Predicting NOX with SGD:

In [7]:
# Gradient Boosted Trees
reg = make_pipeline(StandardScaler(), SGDRegressor(max_iter=1000, tol=1e-3)).fit(nox_train_x, nox_train_y)

reg.score(nox_test_x, nox_test_y)

reg_predictions = reg.predict(nox_test_x)

# show some predictions
i = 0
for pre in nox_test_y:
    if (i > 10): break
    print("Actual Nox: " + str(pre) + " | Predicted Nox: " + str(reg_predictions[i]))
    i += 1

# model score
print("\nmodel score: " + str(reg.score(nox_test_x, nox_test_y)))

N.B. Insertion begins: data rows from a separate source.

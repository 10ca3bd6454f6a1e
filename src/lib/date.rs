// src/lib/date.rs

// dependencies
use crate::clock::system_millis;
use chrono::format::{Item, StrftimeItems};
use chrono::{DateTime, Local, NaiveDate, TimeZone, Utc};
use std::fmt::Write;
use thiserror::Error;

pub const DEFAULT_PATTERN: &str = "%Y-%m-%d %H:%M:%S";

// enum type to represent errors related to date formatting and parsing
#[derive(Debug, Error, PartialEq, Eq)]
pub enum DateError {
    #[error("invalid date pattern {0:?}")]
    Pattern(String),
    #[error("timestamp {0} is out of the supported range")]
    OutOfRange(u64),
    #[error("{0:?} is before the unix epoch")]
    BeforeEpoch(String),
    #[error("{name} field of {text:?} has no digits")]
    Field { name: &'static str, text: String },
    #[error("{0:?} is not a valid calendar date")]
    Invalid(String),
}

/// Formats a millisecond timestamp with a strftime `pattern`.
///
/// `None` formats the current system time. With `millis` set the result
/// gets a `.mmm` suffix; `local` picks the local time zone over UTC.
pub fn datef(
    ms: Option<u64>,
    pattern: &str,
    millis: bool,
    local: bool,
) -> Result<String, DateError> {
    let ms = ms.unwrap_or_else(system_millis);

    let mut out = if local {
        render(to_zone(&Local, ms)?, pattern)?
    } else {
        render(to_zone(&Utc, ms)?, pattern)?
    };
    if millis {
        write!(out, ".{:03}", ms % 1000).map_err(|_| DateError::Pattern(pattern.to_string()))?;
    }
    Ok(out)
}

pub fn datef_ymd(ms: Option<u64>, local: bool) -> Result<String, DateError> {
    datef(ms, "%Y-%m-%d", false, local)
}

fn to_zone<Tz: TimeZone>(zone: &Tz, ms: u64) -> Result<DateTime<Tz>, DateError> {
    i64::try_from(ms)
        .ok()
        .and_then(|signed| zone.timestamp_millis_opt(signed).earliest())
        .ok_or(DateError::OutOfRange(ms))
}

fn render<Tz: TimeZone>(at: DateTime<Tz>, pattern: &str) -> Result<String, DateError>
where
    Tz::Offset: std::fmt::Display,
{
    if StrftimeItems::new(pattern).any(|item| matches!(item, Item::Error)) {
        return Err(DateError::Pattern(pattern.to_string()));
    }
    let mut out = String::new();
    write!(out, "{}", at.format(pattern)).map_err(|_| DateError::Pattern(pattern.to_string()))?;
    Ok(out)
}

// (name, byte offset, width, default) for `YYYY-MM-DD HH:MM:SS.mmm`
const FIELDS: [(&str, usize, usize, u32); 7] = [
    ("year", 0, 4, 1970),
    ("month", 5, 2, 1),
    ("day", 8, 2, 1),
    ("hour", 11, 2, 0),
    ("minute", 14, 2, 0),
    ("second", 17, 2, 0),
    ("millisecond", 20, 3, 0),
];

/// Parses `YYYY-MM-DD HH:MM:SS.mmm` into milliseconds since the epoch.
///
/// Truncated input keeps the fields it reaches and defaults the rest to
/// the epoch start, so `"2024"` is midnight on 2024-01-01. Empty input
/// yields `0`.
pub fn date_parse(text: &str, local: bool) -> Result<u64, DateError> {
    if text.is_empty() {
        return Ok(0);
    }

    let mut values = [0u32; 7];
    for (value, &(name, offset, width, default)) in values.iter_mut().zip(FIELDS.iter()) {
        *value = if text.len() >= offset + width {
            text.get(offset..offset + width)
                .and_then(leading_number)
                .ok_or_else(|| DateError::Field {
                    name,
                    text: text.to_string(),
                })?
        } else {
            default
        };
    }
    let [year, month, day, hour, minute, second, milli] = values;

    let naive = i32::try_from(year)
        .ok()
        .and_then(|year| NaiveDate::from_ymd_opt(year, month, day))
        .and_then(|date| date.and_hms_milli_opt(hour, minute, second, milli))
        .ok_or_else(|| DateError::Invalid(text.to_string()))?;

    let ms = if local {
        Local
            .from_local_datetime(&naive)
            .earliest()
            .ok_or_else(|| DateError::Invalid(text.to_string()))?
            .timestamp_millis()
    } else {
        naive.and_utc().timestamp_millis()
    };
    u64::try_from(ms).map_err(|_| DateError::BeforeEpoch(text.to_string()))
}

// leading decimal digits after optional whitespace, as in "07:" -> 7
fn leading_number(field: &str) -> Option<u32> {
    let field = field.trim_start();
    let digits = field.bytes().take_while(u8::is_ascii_digit).count();
    field[..digits].parse().ok()
}

#[cfg(test)]
mod tests {
    use super::*;

    const SAMPLE: u64 = 1_700_000_000_123;

    #[test]
    fn formats_epoch_in_utc() {
        assert_eq!(
            datef(Some(0), DEFAULT_PATTERN, true, false).unwrap(),
            "1970-01-01 00:00:00.000"
        );
    }

    #[test]
    fn formats_with_and_without_millis() {
        assert_eq!(
            datef(Some(SAMPLE), DEFAULT_PATTERN, true, false).unwrap(),
            "2023-11-14 22:13:20.123"
        );
        assert_eq!(
            datef(Some(SAMPLE), DEFAULT_PATTERN, false, false).unwrap(),
            "2023-11-14 22:13:20"
        );
        assert_eq!(datef(Some(5), "%H:%M", true, false).unwrap(), "00:00.005");
    }

    #[test]
    fn ymd_shortcut() {
        assert_eq!(datef_ymd(Some(SAMPLE), false).unwrap(), "2023-11-14");
    }

    #[test]
    fn none_formats_current_time() {
        let year = datef(None, "%Y", false, false).unwrap();
        assert!(year.parse::<u32>().unwrap() >= 2023);
    }

    #[test]
    fn parses_full_layout() {
        assert_eq!(date_parse("2023-11-14 22:13:20.123", false).unwrap(), SAMPLE);
    }

    #[test]
    fn parses_truncated_layouts() {
        assert_eq!(date_parse("", false).unwrap(), 0);
        assert_eq!(date_parse("1970", false).unwrap(), 0);
        assert_eq!(date_parse("2023", false).unwrap(), 1_672_531_200_000);
        assert_eq!(date_parse("2023-11-14", false).unwrap(), 1_699_920_000_000);
        assert_eq!(date_parse("2023-11-14 22:13:20", false).unwrap(), 1_700_000_000_000);
    }

    #[test]
    fn short_fields_take_their_leading_digits() {
        assert_eq!(date_parse("2023-1-5", false).unwrap(), date_parse("2023-01", false).unwrap());
    }

    #[test]
    fn rejects_fields_without_digits() {
        assert_eq!(
            date_parse("abcd", false),
            Err(DateError::Field {
                name: "year",
                text: "abcd".to_string()
            })
        );
    }

    #[test]
    fn rejects_impossible_dates() {
        assert!(matches!(date_parse("2023-13-01", false), Err(DateError::Invalid(_))));
        assert!(matches!(date_parse("2023-02-30", false), Err(DateError::Invalid(_))));
    }

    #[test]
    fn rejects_dates_before_the_epoch() {
        assert_eq!(
            date_parse("1969-12-31", false),
            Err(DateError::BeforeEpoch("1969-12-31".to_string()))
        );
    }

    #[test]
    fn millis_need_all_three_digits() {
        assert_eq!(date_parse("2023-11-14 22:13:20.12", false).unwrap(), 1_700_000_000_000);
        assert_eq!(date_parse("2023-11-14 22:13:20.120", false).unwrap(), 1_700_000_000_120);
    }

    #[test]
    fn rejects_malformed_patterns() {
        for pattern in ["%", "%Q", "%Y%", "%:"] {
            assert_eq!(
                datef(Some(0), pattern, false, false),
                Err(DateError::Pattern(pattern.to_string()))
            );
        }
    }

    #[test]
    fn rejects_timestamps_chrono_can_not_place() {
        for ms in [u64::MAX, i64::MAX as u64] {
            assert_eq!(
                datef(Some(ms), DEFAULT_PATTERN, true, false),
                Err(DateError::OutOfRange(ms))
            );
        }
    }

    #[test]
    fn parse_inverts_format() {
        for local in [false, true] {
            let text = datef(Some(SAMPLE), DEFAULT_PATTERN, true, local).unwrap();
            assert_eq!(date_parse(&text, local).unwrap(), SAMPLE);
        }
    }
}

Actual Nox: 0.51 | Predicted Nox: 0.5577290054655057
Actual Nox: 0.447 | Predicted Nox: 0.4813754046100445
Actual Nox: 0.609 | Predicted Nox: 0.7004422661708929
Actual Nox: 0.413 | Predicted Nox: 0.4487596178238911
Actual Nox: 0.713 | Predicted Nox: 0.6687792802829436
Actual Nox: 0.437 | Predicted Nox: 0.558224458014589
Actual Nox: 0.544 | Predicted Nox: 0.5548999635133647
Actual Nox: 0.624 | Predicted Nox: 0.6389056812855617
Actual Nox: 0.532 | Predicted Nox: 0.6478431411788487
Actual Nox: 0.585 | Predicted Nox: 0.57356113769577
Actual Nox: 0.55 | Predicted Nox: 0.6387377232981007

model score: 0.7473944621687161


# Discussion:
The gradient boosted trees are likely overfitted to the training data. Having more data for validation purposes could potentially solve this. While it *could* be the case that GBTs perform better than SGD here, I believe the SGD models would generalize better in real-world application, despite their lower scores.